:: Data shown

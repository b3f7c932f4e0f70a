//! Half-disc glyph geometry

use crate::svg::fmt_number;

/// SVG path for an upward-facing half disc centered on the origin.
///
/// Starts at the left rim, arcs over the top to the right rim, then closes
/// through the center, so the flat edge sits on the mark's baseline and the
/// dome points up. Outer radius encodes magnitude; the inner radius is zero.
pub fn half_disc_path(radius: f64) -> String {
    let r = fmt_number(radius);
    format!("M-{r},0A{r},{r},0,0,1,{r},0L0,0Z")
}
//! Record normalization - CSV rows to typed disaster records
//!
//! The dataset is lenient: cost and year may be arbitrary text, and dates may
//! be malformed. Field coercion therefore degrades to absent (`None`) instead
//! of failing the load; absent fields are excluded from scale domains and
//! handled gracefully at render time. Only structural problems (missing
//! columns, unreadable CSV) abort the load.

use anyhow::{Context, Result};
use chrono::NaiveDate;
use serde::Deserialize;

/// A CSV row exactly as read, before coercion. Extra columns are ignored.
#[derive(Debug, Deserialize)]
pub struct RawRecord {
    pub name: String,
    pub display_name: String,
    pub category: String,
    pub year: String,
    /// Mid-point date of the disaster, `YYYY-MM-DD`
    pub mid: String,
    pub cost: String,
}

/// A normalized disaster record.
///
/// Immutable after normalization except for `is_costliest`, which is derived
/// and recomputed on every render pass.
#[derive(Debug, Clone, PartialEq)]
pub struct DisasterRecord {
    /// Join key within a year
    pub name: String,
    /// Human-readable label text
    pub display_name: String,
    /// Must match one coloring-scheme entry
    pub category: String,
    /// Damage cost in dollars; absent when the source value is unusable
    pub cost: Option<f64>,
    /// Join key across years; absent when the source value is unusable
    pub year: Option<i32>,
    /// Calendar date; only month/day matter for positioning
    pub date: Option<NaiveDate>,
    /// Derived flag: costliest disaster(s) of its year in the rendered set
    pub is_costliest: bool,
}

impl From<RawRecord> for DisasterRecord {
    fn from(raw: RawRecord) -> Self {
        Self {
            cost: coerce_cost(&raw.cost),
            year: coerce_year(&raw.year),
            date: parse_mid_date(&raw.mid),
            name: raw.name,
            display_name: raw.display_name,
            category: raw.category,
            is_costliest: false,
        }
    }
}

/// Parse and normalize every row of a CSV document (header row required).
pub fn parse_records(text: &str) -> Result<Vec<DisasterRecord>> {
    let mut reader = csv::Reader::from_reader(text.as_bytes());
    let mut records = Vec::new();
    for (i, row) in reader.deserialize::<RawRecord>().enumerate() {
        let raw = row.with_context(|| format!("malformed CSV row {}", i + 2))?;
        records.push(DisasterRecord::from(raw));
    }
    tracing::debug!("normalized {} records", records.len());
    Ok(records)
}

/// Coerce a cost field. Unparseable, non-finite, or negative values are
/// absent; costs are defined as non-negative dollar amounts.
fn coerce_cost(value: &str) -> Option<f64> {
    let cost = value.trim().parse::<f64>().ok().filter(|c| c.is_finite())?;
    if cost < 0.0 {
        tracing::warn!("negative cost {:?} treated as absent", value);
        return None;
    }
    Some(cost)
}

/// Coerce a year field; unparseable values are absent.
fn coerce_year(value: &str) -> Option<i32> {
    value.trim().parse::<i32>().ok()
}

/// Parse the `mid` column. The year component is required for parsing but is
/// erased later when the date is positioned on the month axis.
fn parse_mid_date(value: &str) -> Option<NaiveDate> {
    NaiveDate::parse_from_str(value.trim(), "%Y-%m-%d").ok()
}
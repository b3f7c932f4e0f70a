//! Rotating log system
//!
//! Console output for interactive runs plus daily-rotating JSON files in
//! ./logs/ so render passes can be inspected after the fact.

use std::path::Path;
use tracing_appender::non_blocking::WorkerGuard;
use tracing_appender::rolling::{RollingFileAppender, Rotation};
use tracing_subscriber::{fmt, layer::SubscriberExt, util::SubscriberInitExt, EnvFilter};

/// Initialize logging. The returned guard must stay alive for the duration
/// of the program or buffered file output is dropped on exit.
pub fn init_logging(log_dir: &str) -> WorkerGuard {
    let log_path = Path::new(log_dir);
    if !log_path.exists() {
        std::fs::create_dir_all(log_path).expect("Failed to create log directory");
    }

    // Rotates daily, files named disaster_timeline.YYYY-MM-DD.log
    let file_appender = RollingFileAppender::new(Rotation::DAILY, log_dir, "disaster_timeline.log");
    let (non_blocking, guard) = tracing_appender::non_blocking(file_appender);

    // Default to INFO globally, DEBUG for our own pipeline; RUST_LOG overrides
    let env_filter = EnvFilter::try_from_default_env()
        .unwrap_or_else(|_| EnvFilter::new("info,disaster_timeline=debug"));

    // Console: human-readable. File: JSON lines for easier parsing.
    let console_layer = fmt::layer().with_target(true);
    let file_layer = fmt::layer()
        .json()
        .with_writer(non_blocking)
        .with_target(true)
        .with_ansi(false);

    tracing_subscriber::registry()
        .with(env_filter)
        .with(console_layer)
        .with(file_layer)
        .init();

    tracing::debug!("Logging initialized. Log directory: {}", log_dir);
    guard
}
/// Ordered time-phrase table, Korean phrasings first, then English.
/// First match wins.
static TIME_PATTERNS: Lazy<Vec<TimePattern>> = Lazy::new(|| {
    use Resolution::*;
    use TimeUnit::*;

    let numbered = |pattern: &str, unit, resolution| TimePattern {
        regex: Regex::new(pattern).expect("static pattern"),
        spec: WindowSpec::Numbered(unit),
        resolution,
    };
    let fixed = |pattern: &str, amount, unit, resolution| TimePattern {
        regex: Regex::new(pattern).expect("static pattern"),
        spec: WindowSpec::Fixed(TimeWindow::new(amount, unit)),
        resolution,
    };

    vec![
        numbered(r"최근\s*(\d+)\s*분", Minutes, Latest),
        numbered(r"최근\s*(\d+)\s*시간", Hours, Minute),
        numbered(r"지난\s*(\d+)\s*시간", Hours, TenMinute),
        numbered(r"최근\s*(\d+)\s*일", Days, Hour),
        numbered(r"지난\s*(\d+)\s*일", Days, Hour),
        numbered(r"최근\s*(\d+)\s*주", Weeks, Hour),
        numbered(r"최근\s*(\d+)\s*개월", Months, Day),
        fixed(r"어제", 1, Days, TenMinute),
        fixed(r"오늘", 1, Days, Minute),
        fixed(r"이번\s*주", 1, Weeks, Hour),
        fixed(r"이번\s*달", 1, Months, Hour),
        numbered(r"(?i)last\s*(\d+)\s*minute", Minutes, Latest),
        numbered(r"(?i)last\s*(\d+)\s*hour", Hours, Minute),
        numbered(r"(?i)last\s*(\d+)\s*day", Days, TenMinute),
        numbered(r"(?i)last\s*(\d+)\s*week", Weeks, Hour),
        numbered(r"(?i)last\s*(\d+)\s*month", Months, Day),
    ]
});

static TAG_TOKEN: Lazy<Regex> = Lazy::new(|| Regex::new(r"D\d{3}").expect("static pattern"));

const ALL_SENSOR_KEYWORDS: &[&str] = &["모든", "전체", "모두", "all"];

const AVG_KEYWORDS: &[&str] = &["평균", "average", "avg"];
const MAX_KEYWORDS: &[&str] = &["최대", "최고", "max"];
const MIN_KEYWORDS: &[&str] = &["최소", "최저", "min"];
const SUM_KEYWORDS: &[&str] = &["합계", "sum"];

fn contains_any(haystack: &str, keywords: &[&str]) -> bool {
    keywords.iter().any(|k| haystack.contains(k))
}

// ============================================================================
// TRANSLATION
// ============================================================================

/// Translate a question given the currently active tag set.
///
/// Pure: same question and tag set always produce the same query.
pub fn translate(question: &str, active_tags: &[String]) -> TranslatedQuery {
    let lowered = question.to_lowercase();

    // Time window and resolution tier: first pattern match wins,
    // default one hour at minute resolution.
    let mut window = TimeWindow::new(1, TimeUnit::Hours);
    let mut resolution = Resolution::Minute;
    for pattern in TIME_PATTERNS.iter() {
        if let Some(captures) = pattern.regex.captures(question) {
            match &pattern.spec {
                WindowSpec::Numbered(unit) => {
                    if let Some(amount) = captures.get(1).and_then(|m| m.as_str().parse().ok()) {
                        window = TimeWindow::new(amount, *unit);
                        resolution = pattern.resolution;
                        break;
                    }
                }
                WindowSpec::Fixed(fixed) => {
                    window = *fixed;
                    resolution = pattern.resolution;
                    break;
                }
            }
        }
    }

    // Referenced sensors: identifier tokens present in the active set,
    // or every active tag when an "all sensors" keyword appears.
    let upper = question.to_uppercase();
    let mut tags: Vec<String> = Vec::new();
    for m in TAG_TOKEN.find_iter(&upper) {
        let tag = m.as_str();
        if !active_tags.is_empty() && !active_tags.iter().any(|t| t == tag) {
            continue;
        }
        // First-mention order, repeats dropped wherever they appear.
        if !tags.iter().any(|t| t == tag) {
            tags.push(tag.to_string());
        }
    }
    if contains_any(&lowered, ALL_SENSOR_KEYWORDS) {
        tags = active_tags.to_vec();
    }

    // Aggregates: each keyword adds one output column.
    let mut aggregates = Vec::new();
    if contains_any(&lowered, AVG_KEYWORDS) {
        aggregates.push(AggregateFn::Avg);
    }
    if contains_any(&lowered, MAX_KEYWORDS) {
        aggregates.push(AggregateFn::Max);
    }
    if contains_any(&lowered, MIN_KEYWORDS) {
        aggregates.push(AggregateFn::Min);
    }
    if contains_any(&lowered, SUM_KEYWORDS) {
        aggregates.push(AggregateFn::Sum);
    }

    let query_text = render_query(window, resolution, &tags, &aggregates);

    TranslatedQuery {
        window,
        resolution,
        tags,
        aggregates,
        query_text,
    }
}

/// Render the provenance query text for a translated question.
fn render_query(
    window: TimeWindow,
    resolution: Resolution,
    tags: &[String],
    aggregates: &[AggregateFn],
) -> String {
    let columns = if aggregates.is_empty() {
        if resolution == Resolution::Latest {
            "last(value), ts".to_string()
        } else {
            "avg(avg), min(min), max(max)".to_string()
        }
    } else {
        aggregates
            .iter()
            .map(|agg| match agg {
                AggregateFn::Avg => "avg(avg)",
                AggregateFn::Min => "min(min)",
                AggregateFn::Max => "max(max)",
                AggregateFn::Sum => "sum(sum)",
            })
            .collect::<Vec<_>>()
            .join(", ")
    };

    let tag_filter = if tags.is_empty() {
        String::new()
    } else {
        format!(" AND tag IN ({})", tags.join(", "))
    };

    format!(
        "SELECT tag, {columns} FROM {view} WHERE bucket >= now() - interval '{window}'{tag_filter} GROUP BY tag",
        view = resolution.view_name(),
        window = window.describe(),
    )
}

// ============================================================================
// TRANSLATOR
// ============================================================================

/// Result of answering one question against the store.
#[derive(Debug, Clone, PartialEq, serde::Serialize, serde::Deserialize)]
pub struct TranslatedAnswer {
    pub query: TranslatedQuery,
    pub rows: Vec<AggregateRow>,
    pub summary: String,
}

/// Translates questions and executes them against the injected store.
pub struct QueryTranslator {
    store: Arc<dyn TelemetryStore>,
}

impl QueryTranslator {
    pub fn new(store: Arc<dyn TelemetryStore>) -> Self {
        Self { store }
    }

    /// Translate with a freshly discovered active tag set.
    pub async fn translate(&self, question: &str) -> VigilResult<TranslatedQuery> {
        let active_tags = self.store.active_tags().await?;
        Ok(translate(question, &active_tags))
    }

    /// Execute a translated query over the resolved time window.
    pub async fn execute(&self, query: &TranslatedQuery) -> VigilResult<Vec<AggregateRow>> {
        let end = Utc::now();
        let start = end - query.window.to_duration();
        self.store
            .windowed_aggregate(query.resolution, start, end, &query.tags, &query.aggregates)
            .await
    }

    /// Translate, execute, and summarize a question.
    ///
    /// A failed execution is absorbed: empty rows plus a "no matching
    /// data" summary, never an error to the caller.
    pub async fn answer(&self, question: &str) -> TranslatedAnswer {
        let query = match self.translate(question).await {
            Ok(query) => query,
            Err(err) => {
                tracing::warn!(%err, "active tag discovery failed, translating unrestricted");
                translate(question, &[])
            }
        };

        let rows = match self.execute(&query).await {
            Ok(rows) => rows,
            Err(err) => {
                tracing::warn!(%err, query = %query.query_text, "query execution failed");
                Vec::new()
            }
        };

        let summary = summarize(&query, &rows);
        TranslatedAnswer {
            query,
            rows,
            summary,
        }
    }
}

::::

Work instructions
From the line that contains "to the caller." through the final line of the entries above, every line must be reproduced exactly and nothing more.

Result of the exercise
    /// data" summary, never an error to the caller.
    pub async fn answer(&self, question: &str) -> TranslatedAnswer {
        let query = match self.translate(question).await {
            Ok(query) => query,
            Err(err) => {
                tracing::warn!(%err, "active tag discovery failed, translating unrestricted");
                translate(question, &[])
            }
        };

        let rows = match self.execute(&query).await {
            Ok(rows) => rows,
            Err(err) => {
                tracing::warn!(%err, query = %query.query_text, "query execution failed");
                Vec::new()
            }
        };

        let summary = summarize(&query, &rows);
        TranslatedAnswer {
            query,
            rows,
            summary,
        }
    }
}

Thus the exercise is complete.